The electronics section will have an appropriately sized fuse. Probably around 5 amps. I also have to decide if I want to be able to switch the motor power and electroincs power separately.
That leaves me with finding a rather large power switch that is rated at least 50 amps. Or I could use a small switch and use a power contactor (a big relay) to control the main power. So I will have to scrounge around and see what I can find. A power contactor would be better because I can control it from my stop switch.
I plan to put a 50 amp shunt in series with the battery to measure current in and out of the battery. By integrating instantaneous current readings I should be able to calculate the amp/hr usage of the battery. That way I can predict when the battery will be getting low. This reading will also be passed to the alternator unit to control charge current for the battery.
I can use A/D convertors to measure voltages at various points in the power system. I can also use the A/Ds to measure temperatures. Like the motor controller temp, motor temp, DC/DC convertor temp, etc.
Once I get my machine to move under it's own power I can add some more goodies to the power system. Things like voltage, current and temperature monitoring. The addition of the engine/alternator will add to the complexity of the power system. But most of it's control will be self-contained.
The large and small breakers
Diagram of the power center done with Corel Draw
Diagram of the DC/DC convertors
The two DC/DC convertors on the prefabricated module have some extra diodes and fuses on the back side. It also has an electrolytic capacitor on the input. These are not shown in the diagram. The smaller convertor (5V @ 2A) has its output wired backwards to create a negative supply.
DC/DC convertors mounted to front of a battery box.
The battery shunt is visible on the left side.
The breakers are on the right side of the box.

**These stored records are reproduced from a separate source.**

//! Binder IPC interception.
//!
//! Hooks the three syscalls driving the binder character device (`ioctl`,
//! `write`, `read`) through the hook manager. The captured backups live in
//! process-global atomics because the replacement bodies run on arbitrary
//! threads of the host process and never take the coordinator lock; policy is
//! reached through its own `RwLock` with short read sections.
//!
//! A buffer counts as tentative IPC when its leading word carries one of the
//! driver's object tags, when the fd resolves to a binder device node, or
//! when a service-name candidate is present in the payload. Tentative
//! outbound traffic is parsed and gated by policy; rejected transactions are
//! answered with `-1` and never reach the original syscall. Unparseable
//! buffers are forwarded without a policy check.

use core::cell::Cell;
use core::ffi::c_void;
use core::sync::atomic::{AtomicUsize, Ordering};
use std::sync::{OnceLock, RwLock};

use log::{debug, info, warn};
use vspace_binder::{device, ioctl, transaction};
use vspace_policy::{PolicyStore, Verdict};

use crate::error::Result;
use crate::hooks::HookManager;
use crate::resolver::LibraryRegistry;

static ORIG_IOCTL: AtomicUsize = AtomicUsize::new(0);
static ORIG_WRITE: AtomicUsize = AtomicUsize::new(0);
static ORIG_READ: AtomicUsize = AtomicUsize::new(0);

type IoctlFn = unsafe extern "C" fn(libc::c_int, libc::c_ulong, *mut c_void) -> libc::c_int;
type WriteFn = unsafe extern "C" fn(libc::c_int, *const c_void, libc::size_t) -> libc::ssize_t;
type ReadFn = unsafe extern "C" fn(libc::c_int, *mut c_void, libc::size_t) -> libc::ssize_t;

// Re-entrancy guard. The replacement bodies log, and the logger itself calls
// `write`; without the guard every log line would recurse into the hook.
thread_local! {
    static IN_HOOK: Cell<bool> = const { Cell::new(false) };
}

fn in_hook() -> bool {
    IN_HOOK.with(|h| h.get())
}

/// RAII guard marking the current thread as inside a replacement body.
/// Nesting-safe: inner guards restore the outer (already-set) state.
struct ReentryGuard(bool);

impl ReentryGuard {
    fn enter() -> Self {
        let was = in_hook();
        IN_HOOK.with(|h| h.set(true));
        Self(was)
    }
}

impl Drop for ReentryGuard {
    fn drop(&mut self) {
        let was = self.0;
        IN_HOOK.with(|h| h.set(was));
    }
}

static POLICY: OnceLock<RwLock<PolicyStore>> = OnceLock::new();

/// The process-wide service policy consulted by the replacement bodies.
pub fn policy() -> &'static RwLock<PolicyStore> {
    POLICY.get_or_init(|| RwLock::new(PolicyStore::with_defaults()))
}

/// Restore the policy table to its default seed.
pub fn reset_policy() {
    policy().write().unwrap_or_else(|e| e.into_inner()).clear();
}

/// Gate one outbound buffer.
fn outbound_verdict(fd: libc::c_int, buf: &[u8]) -> Verdict {
    let tentative = transaction::is_tagged(buf) || device::is_binder_fd(fd);
    match transaction::parse(buf) {
        Ok(tx) => {
            if !tentative && tx.service.is_empty() {
                return Verdict::Admit;
            }
            let verdict = policy()
                .read()
                .unwrap_or_else(|e| e.into_inner())
                .evaluate(&tx);
            if verdict == Verdict::Reject {
                debug!(
                    "rejecting outbound transaction: service={} code={:#x}",
                    tx.service, tx.code
                );
            }
            verdict
        }
        // Too short to carry opcode and flags: forward without a policy check.
        Err(_) => Verdict::Admit,
    }
}

/// Gate one inbound (already read) buffer. Only tag-matched replies are
/// considered; suppressing a reply consumes it, so the gate stays narrow.
fn inbound_verdict(buf: &[u8]) -> Verdict {
    if !transaction::is_tagged(buf) {
        return Verdict::Admit;
    }
    match transaction::parse(buf) {
        Ok(tx) => policy()
            .read()
            .unwrap_or_else(|e| e.into_inner())
            .evaluate(&tx),
        Err(_) => Verdict::Admit,
    }
}

pub unsafe extern "C" fn hooked_ioctl(
    fd: libc::c_int,
    request: libc::c_ulong,
    arg: *mut c_void,
) -> libc::c_int {
    let orig = ORIG_IOCTL.load(Ordering::Acquire);
    if orig == 0 {
        return -1;
    }
    let orig: IoctlFn = core::mem::transmute(orig);

    if !in_hook() && request == ioctl::BINDER_WRITE_READ {
        let _g = ReentryGuard::enter();
        // Transaction exchange. Classified and passed through; the exchange
        // block's embedded buffers are gated on the byte-oriented path.
        debug!(
            "binder ioctl exchange: fd={fd} binder_device={}",
            device::is_binder_fd(fd)
        );
    }

    orig(fd, request, arg)
}

pub unsafe extern "C" fn hooked_write(
    fd: libc::c_int,
    buf: *const c_void,
    count: libc::size_t,
) -> libc::ssize_t {
    let orig = ORIG_WRITE.load(Ordering::Acquire);
    if orig == 0 {
        return -1;
    }
    let orig: WriteFn = core::mem::transmute(orig);

    if in_hook() || buf.is_null() || count < transaction::MIN_TRANSACTION_LEN {
        return orig(fd, buf, count);
    }

    let _g = ReentryGuard::enter();
    let bytes = core::slice::from_raw_parts(buf as *const u8, count);
    if outbound_verdict(fd, bytes) == Verdict::Reject {
        return -1;
    }

    orig(fd, buf, count)
}

pub unsafe extern "C" fn hooked_read(
    fd: libc::c_int,
    buf: *mut c_void,
    count: libc::size_t,
) -> libc::ssize_t {
    let orig = ORIG_READ.load(Ordering::Acquire);
    if orig == 0 {
        return -1;
    }
    let orig: ReadFn = core::mem::transmute(orig);

    let result = orig(fd, buf, count);
    if in_hook() || result <= 0 || buf.is_null() {
        return result;
    }

    let _g = ReentryGuard::enter();
    let bytes = core::slice::from_raw_parts(buf as *const u8, result as usize);
    if inbound_verdict(bytes) == Verdict::Reject {
        return -1;
    }

    result
}

/// Installs and owns the three syscall hooks.
pub struct BinderMonitor {
    installed: bool,
}

impl Default for BinderMonitor {
    fn default() -> Self {
        Self::new()
    }
}

impl BinderMonitor {
    pub fn new() -> Self {
        Self { installed: false }
    }

    pub fn is_hooked(&self) -> bool {
        self.installed
    }

    /// Hook `ioctl`, `write` and `read`, storing each backup before the next
    /// install so a partially armed monitor never runs without its originals.
    ///
    /// # Safety
    /// Callers must hold the coordinator lock; the libc targets must have
    /// position-independent prologues on this platform.
    pub unsafe fn install(
        &mut self,
        manager: &mut HookManager,
        resolver: &mut LibraryRegistry,
    ) -> Result<()> {
        if self.installed {
            debug!("binder hooks already installed");
            return Ok(());
        }

        let backup = manager.install_by_name(resolver, "ioctl", hooked_ioctl as usize)?;
        ORIG_IOCTL.store(backup, Ordering::Release);

        let backup = match manager.install_by_name(resolver, "write", hooked_write as usize) {
            Ok(b) => b,
            Err(e) => {
                self.rollback(manager, &["ioctl"]);
                return Err(e);
            }
        };
        ORIG_WRITE.store(backup, Ordering::Release);

        let backup = match manager.install_by_name(resolver, "read", hooked_read as usize) {
            Ok(b) => b,
            Err(e) => {
                self.rollback(manager, &["ioctl", "write"]);
                return Err(e);
            }
        };
        ORIG_READ.store(backup, Ordering::Release);

        self.installed = true;
        info!("binder hooks installed");
        Ok(())
    }

    unsafe fn rollback(&self, manager: &mut HookManager, symbols: &[&str]) {
        for symbol in symbols {
            if let Err(e) = manager.uninstall_by_name(symbol) {
                warn!("rollback failed for {symbol}: {e}");
            }
        }
        ORIG_IOCTL.store(0, Ordering::Release);
        ORIG_WRITE.store(0, Ordering::Release);
        ORIG_READ.store(0, Ordering::Release);
    }

    /// Unhook all three syscalls.
    ///
    /// # Safety
    /// Same contract as `install`.
    pub unsafe fn remove(&mut self, manager: &mut HookManager) {
        if !self.installed {
            return;
        }
        for symbol in ["read", "write", "ioctl"] {
            if let Err(e) = manager.uninstall_by_name(symbol) {
                warn!("failed to unhook {symbol}: {e}");
            }
        }
        self.detach();
        info!("binder hooks removed");
    }

    /// Drop the captured backups without touching the manager. Used by
    /// teardown after `uninstall_all` has already restored the prologues.
    pub fn detach(&mut self) {
        ORIG_IOCTL.store(0, Ordering::Release);
        ORIG_WRITE.store(0, Ordering::Release);
        ORIG_READ.store(0, Ordering::Release);
        self.installed = false;
    }
}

|Lighted "Stop" switch. It has a
12V bulb and a microswitch.
I may as well use my industrial "relay logic" experience that I picked up working at PAR Systems. I can have one pushbutton latch a relay and energize the main power contactor. When the stop pushbutton is pressed the relay will drop out and deenergize the power contactor. So this can be done independently of electronics or software. So that is one less high-tech thing to worry about.